══ SUPPLIED MATERIAL ══

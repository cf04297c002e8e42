//! Presence data types
//!
//! - `ThreadId`: forum thread identifier, serialized as a bare number
//! - `UserRef`: user id plus display name; only the name goes on the wire
//! - `WriterEntry`: one user's last writing activity in one thread
//! - `WriterListSnapshot`: the writers of a thread at a point in time. It is
//!   always computed from live entries, never stored.

use std::collections::BTreeSet;
use std::fmt;

use chrono::{DateTime, Utc};
use serde::{Deserialize, Serialize};

#[derive(Debug, Clone, Copy, PartialEq, Eq, Hash, PartialOrd, Ord, Serialize, Deserialize)]
#[serde(transparent)]
pub struct ThreadId(pub u64);

impl fmt::Display for ThreadId {
    fn fmt(&self, f: &mut fmt::Formatter<'_>) -> fmt::Result {
        write!(f, "thread-{}", self.0)
    }
}

impl From<u64> for ThreadId {
    fn from(id: u64) -> Self {
        ThreadId(id)
    }
}

#[derive(Debug, Clone, PartialEq, Eq, Hash, PartialOrd, Ord, Serialize, Deserialize)]
pub struct UserRef {
    pub id: String,
    pub name: String,
}

impl UserRef {
    pub fn new(id: impl Into<String>, name: impl Into<String>) -> Self {
        Self {
            id: id.into(),
            name: name.into(),
        }
    }

    /// Ids and names must be non-blank. Checked at the transport boundary.
    pub fn is_valid(&self) -> bool {
        !self.id.trim().is_empty() && !self.name.trim().is_empty()
    }
}

impl fmt::Display for UserRef {
    fn fmt(&self, f: &mut fmt::Formatter<'_>) -> fmt::Result {
        write!(f, "{} ({})", self.name, self.id)
    }
}

#[derive(Debug, Clone)]
pub struct WriterEntry {
    pub user: UserRef,
    pub last_active: DateTime<Utc>,
}

impl WriterEntry {
    pub fn new(user: UserRef, now: DateTime<Utc>) -> Self {
        Self {
            user,
            last_active: now,
        }
    }

    pub fn is_expired(&self, now: DateTime<Utc>, ttl: chrono::Duration) -> bool {
        now - self.last_active >= ttl
    }
}

#[derive(Debug, Clone, PartialEq, Eq)]
pub struct WriterListSnapshot {
    pub thread: ThreadId,
    /// Bumped every time the writer set of `thread` changes.
    pub version: u64,
    pub writers: BTreeSet<UserRef>,
}

impl WriterListSnapshot {
    /// Display names in `(id, name)` order.
    pub fn names(&self) -> Vec<String> {
        self.writers.iter().map(|u| u.name.clone()).collect()
    }

    pub fn len(&self) -> usize {
        self.writers.len()
    }

    pub fn is_empty(&self) -> bool {
        self.writers.is_empty()
    }
}
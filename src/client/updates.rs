use tracing::warn;
use tungstenite::protocol::Message as WsMessage;

use crate::transport::message::ServerMessage;

/// What a frame from the server means to the demo client.
#[derive(Debug, Clone, PartialEq, Eq)]
pub enum ClientEvent {
    Identified,
    Writers(Vec<String>),
    ServerError(String),
    /// Control frames, stale writer lists and unreadable text.
    Ignored,
    Closed,
}

/// Decodes server frames and keeps only the newest writer list.
#[derive(Debug, Default)]
pub struct WriterUpdates {
    last_version: u64,
}

impl WriterUpdates {
    pub fn new() -> Self {
        Self::default()
    }

    pub fn on_frame(&mut self, frame: WsMessage) -> ClientEvent {
        let text = match frame {
            WsMessage::Text(text) => text,
            WsMessage::Close(_) => return ClientEvent::Closed,
            _ => return ClientEvent::Ignored,
        };

        match serde_json::from_str::<ServerMessage>(text.as_str()) {
            Ok(ServerMessage::Writers {
                version, writers, ..
            }) => {
                // updates may arrive out of order; keep the newest
                if version < self.last_version {
                    return ClientEvent::Ignored;
                }
                self.last_version = version;
                ClientEvent::Writers(writers)
            }
            Ok(ServerMessage::Error { message }) => ClientEvent::ServerError(message),
            Ok(ServerMessage::Identified {}) => ClientEvent::Identified,
            Err(e) => {
                warn!("Unreadable server message: {e}");
                ClientEvent::Ignored
            }
        }
    }
}
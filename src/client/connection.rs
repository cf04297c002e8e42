use tokio::sync::mpsc::UnboundedSender;
use tungstenite::protocol::Message as WsMessage;

use crate::registry::Channel;
use crate::utils::error::ChannelError;

/// A connected WebSocket client.
///
/// Sending only enqueues onto an unbounded channel drained by the
/// connection's writer task, so a slow socket never blocks a broadcast.
#[derive(Debug)]
pub struct Client {
    /// Unique identifier for the connection.
    pub id: String,

    /// Queue of frames for the connection's writer task.
    pub sender: UnboundedSender<WsMessage>,
}

impl Client {
    pub fn new(sender: UnboundedSender<WsMessage>) -> Self {
        Self {
            id: format!("client-{}", uuid::Uuid::new_v4()),
            sender,
        }
    }
}

impl Channel for Client {
    fn id(&self) -> &str {
        &self.id
    }

    fn send(&self, payload: &str) -> Result<(), ChannelError> {
        self.sender
            .send(WsMessage::text(payload))
            .map_err(|_| ChannelError::Closed(self.id.clone()))
    }
}
//! Presence store
//!
//! Holds the writer entries of every thread behind one coarse mutex. Contention
//! is low (one short critical section per signal) so a single lock keeps the
//! per-thread operations trivially linearizable.
//!
//! Expiry is lazy: entries are pruned for the touched thread on every write
//! and every read, never by a global scan (the optional sweeper in
//! `notify` is the one exception and walks only threads that have entries).
//!
//! Every change to a thread's writer set stamps the thread with a new value of
//! a store-wide sequence. A thread also remembers the last stamp that was
//! announced to subscribers, which lets the tracker notice changes made by a
//! plain read-side prune.

use std::collections::{BTreeSet, HashMap};
use std::sync::{Mutex, MutexGuard};

use chrono::{DateTime, Duration, Utc};
use tracing::trace;

use crate::presence::model::{ThreadId, UserRef, WriterEntry, WriterListSnapshot};

#[derive(Debug, Default)]
struct ThreadBucket {
    entries: HashMap<String, WriterEntry>,
    version: u64,
    announced: u64,
    /// Number of writers in the last announced list.
    announced_len: usize,
}

impl ThreadBucket {
    fn writers(&self) -> BTreeSet<UserRef> {
        self.entries.values().map(|e| e.user.clone()).collect()
    }

    fn prune(&mut self, now: DateTime<Utc>, ttl: Duration) -> Vec<UserRef> {
        let expired: Vec<String> = self
            .entries
            .iter()
            .filter(|(_, e)| e.is_expired(now, ttl))
            .map(|(id, _)| id.clone())
            .collect();

        expired
            .into_iter()
            .filter_map(|id| self.entries.remove(&id))
            .map(|e| e.user)
            .collect()
    }

    /// No writers left, and nobody was told about any: an unannounced
    /// change from or back to an empty list has nothing left to report.
    fn is_disposable(&self) -> bool {
        self.entries.is_empty() && (self.version == self.announced || self.announced_len == 0)
    }
}

#[derive(Debug, Default)]
struct Inner {
    threads: HashMap<ThreadId, ThreadBucket>,
    seq: u64,
}

impl Inner {
    /// Run `op` on the bucket of `thread` and stamp a new version if the
    /// writer set changed. Empty, fully announced buckets are dropped.
    fn with_bucket<R>(
        &mut self,
        thread: ThreadId,
        op: impl FnOnce(&mut ThreadBucket) -> R,
    ) -> R {
        let Inner { threads, seq } = self;
        let bucket = threads.entry(thread).or_default();

        let before = bucket.writers();
        let result = op(bucket);
        if bucket.writers() != before {
            *seq += 1;
            bucket.version = *seq;
        }

        if bucket.is_disposable() {
            threads.remove(&thread);
        }
        result
    }
}

/// Outcome of [`PresenceStore::transition`].
#[derive(Debug, Clone)]
pub struct Transition {
    /// The current writers after the operation.
    pub snapshot: WriterListSnapshot,
    /// True when the writer set differs from the last announced one.
    pub changed: bool,
}

#[derive(Debug)]
pub struct PresenceStore {
    ttl: Duration,
    inner: Mutex<Inner>,
}

impl PresenceStore {
    /// Time without a signal after which a writer is dropped.
    pub const DEFAULT_TTL_SECS: i64 = 30;

    pub fn new(ttl: Duration) -> Self {
        Self {
            ttl,
            inner: Mutex::new(Inner::default()),
        }
    }

    fn lock(&self) -> MutexGuard<'_, Inner> {
        // every critical section leaves the map consistent, so a poisoned
        // lock is still usable
        self.inner.lock().unwrap_or_else(|e| e.into_inner())
    }

    /// Insert or refresh the entry for `user` in `thread`.
    pub fn record_activity(&self, thread: ThreadId, user: &UserRef, now: DateTime<Utc>) {
        let ttl = self.ttl;
        self.lock().with_bucket(thread, |bucket| {
            bucket.prune(now, ttl);
            upsert(&mut bucket.entries, user, now);
        });
    }

    /// Remove and return every writer of `thread` idle for at least the TTL.
    pub fn prune_expired(&self, thread: ThreadId, now: DateTime<Utc>) -> BTreeSet<UserRef> {
        let ttl = self.ttl;
        let mut inner = self.lock();
        if !inner.threads.contains_key(&thread) {
            return BTreeSet::new();
        }
        let removed = inner.with_bucket(thread, |bucket| bucket.prune(now, ttl));
        if !removed.is_empty() {
            trace!(%thread, count = removed.len(), "pruned expired writers");
        }
        removed.into_iter().collect()
    }

    /// Non-expired writers of `thread`, pruning first.
    pub fn current_writers(&self, thread: ThreadId, now: DateTime<Utc>) -> BTreeSet<UserRef> {
        self.snapshot(thread, now).writers
    }

    /// Like [`current_writers`](Self::current_writers) but with the thread's
    /// version attached.
    pub fn snapshot(&self, thread: ThreadId, now: DateTime<Utc>) -> WriterListSnapshot {
        let ttl = self.ttl;
        let mut inner = self.lock();
        if !inner.threads.contains_key(&thread) {
            return empty_snapshot(thread);
        }
        inner.with_bucket(thread, |bucket| {
            bucket.prune(now, ttl);
        });
        inner
            .threads
            .get(&thread)
            .map(|bucket| snapshot_of(thread, bucket))
            .unwrap_or_else(|| empty_snapshot(thread))
    }

    /// Drop `user` from `thread`. Returns whether an entry was present.
    pub fn remove_user(&self, thread: ThreadId, user: &UserRef) -> bool {
        let mut inner = self.lock();
        if !inner.threads.contains_key(&thread) {
            return false;
        }
        inner.with_bucket(thread, |bucket| bucket.entries.remove(&user.id).is_some())
    }

    /// Prune `thread`, apply `op` to its entries, and report whether the
    /// writer set now differs from the last announced one. When it does, the
    /// new state is marked as announced.
    ///
    /// Pruning, the operation and the comparison all happen under one lock
    /// acquisition, so concurrent signals for the same thread cannot both
    /// claim the same change.
    pub fn transition(
        &self,
        thread: ThreadId,
        now: DateTime<Utc>,
        op: impl FnOnce(&mut HashMap<String, WriterEntry>),
    ) -> Transition {
        let ttl = self.ttl;
        let mut inner = self.lock();
        let Inner { threads, seq } = &mut *inner;
        let bucket = threads.entry(thread).or_default();

        let before = bucket.writers();
        bucket.prune(now, ttl);
        op(&mut bucket.entries);
        if bucket.writers() != before {
            *seq += 1;
            bucket.version = *seq;
        }

        let changed = bucket.version != bucket.announced;
        bucket.announced = bucket.version;
        bucket.announced_len = bucket.entries.len();
        let snapshot = snapshot_of(thread, bucket);

        if bucket.is_disposable() {
            threads.remove(&thread);
        }
        Transition { snapshot, changed }
    }

    /// Threads that currently hold at least one entry or an unannounced
    /// change.
    pub fn active_threads(&self) -> Vec<ThreadId> {
        self.lock().threads.keys().copied().collect()
    }

    /// Prune every active thread and return snapshots for those whose writer
    /// set changed since it was last announced.
    pub fn sweep(&self, now: DateTime<Utc>) -> Vec<WriterListSnapshot> {
        let mut changed = Vec::new();
        for thread in self.active_threads() {
            let t = self.transition(thread, now, |_| {});
            if t.changed {
                changed.push(t.snapshot);
            }
        }
        changed
    }

    pub fn thread_count(&self) -> usize {
        self.lock().threads.len()
    }
}

impl Default for PresenceStore {
    fn default() -> Self {
        Self::new(Duration::seconds(Self::DEFAULT_TTL_SECS))
    }
}

/// Insert `user` or refresh its timestamp in place.
pub fn upsert(entries: &mut HashMap<String, WriterEntry>, user: &UserRef, now: DateTime<Utc>) {
    entries
        .entry(user.id.clone())
        .and_modify(|e| {
            e.last_active = now;
            e.user = user.clone();
        })
        .or_insert_with(|| WriterEntry::new(user.clone(), now));
}

fn snapshot_of(thread: ThreadId, bucket: &ThreadBucket) -> WriterListSnapshot {
    WriterListSnapshot {
        thread,
        version: bucket.version,
        writers: bucket.writers(),
    }
}

fn empty_snapshot(thread: ThreadId) -> WriterListSnapshot {
    WriterListSnapshot {
        thread,
        version: 0,
        writers: BTreeSet::new(),
    }
}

═══

* _WORK TO BE COMPLETED_:
Through the line that holds "impl From<u64> for", repeat the material above exactly, starting at its first line.

* _RESPONSE_:
repository cf04297c002e8e42
//! Presence data types
//!
//! - `ThreadId`: forum thread identifier, serialized as a bare number
//! - `UserRef`: user id plus display name; only the name goes on the wire
//! - `WriterEntry`: one user's last writing activity in one thread
//! - `WriterListSnapshot`: the writers of a thread at a point in time. It is
//!   always computed from live entries, never stored.

use std::collections::BTreeSet;
use std::fmt;

use chrono::{DateTime, Utc};
use serde::{Deserialize, Serialize};

#[derive(Debug, Clone, Copy, PartialEq, Eq, Hash, PartialOrd, Ord, Serialize, Deserialize)]
#[serde(transparent)]
pub struct ThreadId(pub u64);

impl fmt::Display for ThreadId {
    fn fmt(&self, f: &mut fmt::Formatter<'_>) -> fmt::Result {
        write!(f, "thread-{}", self.0)
    }
}

impl From<u64> for ThreadId {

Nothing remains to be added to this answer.